“Shadow banning,” like Nunes’ “unmasking” claims, or his “incidental collection” claims, or his “no evidence of collusion” claims, is completely not real. Twitter has explained that at times it has failed to relay messages from all users, but a few users have convinced themselves this phenomenon isn’t a glitch, but an intentional suppression of their vital, impressive, and absolutely interesting speech. Proof? If that wasn’t the case, then why don’t more people read their stuff?
The evidence that Twitter’s flaws have hit both left and right are there for anyone who bothers to look—and often irritating to anyone who tries to use the service and would simply like to get What Was Written, When It Was Written rather than having Twitter’s algorithms keep pitching up the same “popular” tweets that have already been seen before. But Nunes has bought into a theory that Twitter isn’t just engaged in an irritating effort to please by showing users “good stuff.” He believes they are somehow flagging accounts on the right and placing a blue birdy thumb on the scale to hold them down. The fact that this would require a level of human intervention that Twitter has never begun to demonstrate doesn’t seem to bother the people who cling to this theory.
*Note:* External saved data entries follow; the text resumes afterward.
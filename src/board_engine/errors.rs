use std::time::Duration;

use thiserror::Error;

/// Coarse classification callers switch on when presenting a failure.
#[derive(Debug, Clone, Copy, PartialEq, Eq)]
pub enum ErrorKind {
    /// Bad seed, date, target or board position.
    InvalidInput,
    /// The search hit a configured shuffle or time budget.
    GenerationExhausted,
}

/// Every failure the board engine can report.
///
/// All variants are terminal for the call that produced them; there is no
/// partial board to fall back on.
#[derive(Debug, Clone, PartialEq, Eq, Error)]
pub enum BoardError {
    #[error("seed {input:?} is not a 32-bit signed integer")]
    InvalidSeed { input: String },

    #[error("target of {target} matches is out of range (a 12-card board holds at most 220 triples)")]
    TargetOutOfRange { target: u32 },

    #[error("date {input:?} is not in YYYY-MM-DD form")]
    InvalidDate { input: String },

    #[error("board position {position} does not exist")]
    PositionOutOfRange { position: usize },

    #[error("board position {position} was picked more than once")]
    RepeatedPosition { position: usize },

    #[error("no board with {target} matches after {shuffles} shuffles")]
    GenerationExhausted { shuffles: u32, target: u32 },

    #[error("board generation timed out after {elapsed:?} ({shuffles} shuffles)")]
    TimedOut { elapsed: Duration, shuffles: u32 },
}

impl BoardError {
    pub fn kind(&self) -> ErrorKind {
        match self {
            BoardError::InvalidSeed { .. }
            | BoardError::TargetOutOfRange { .. }
            | BoardError::InvalidDate { .. }
            | BoardError::PositionOutOfRange { .. }
            | BoardError::RepeatedPosition { .. } => ErrorKind::InvalidInput,
            BoardError::GenerationExhausted { .. } | BoardError::TimedOut { .. } => {
                ErrorKind::GenerationExhausted
            }
        }
    }
}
But the fact that Nunes picked out tweets such as Devin Nunes’ Cow calling him “udderly ridiculous” or Devin Nunes’ Mom threatening to take away his Minecraft privileges and put them in the lawsuit ... it’s just … extra tasty. And, in a perfect demonstration of how the system works, both those accounts are seeing huge increases in their popularity.
The Cow account, which had just over 1,000 followers before Nunes filed suit, had 28,000 by Monday night, and 53,000—and growing—on Tuesday morning.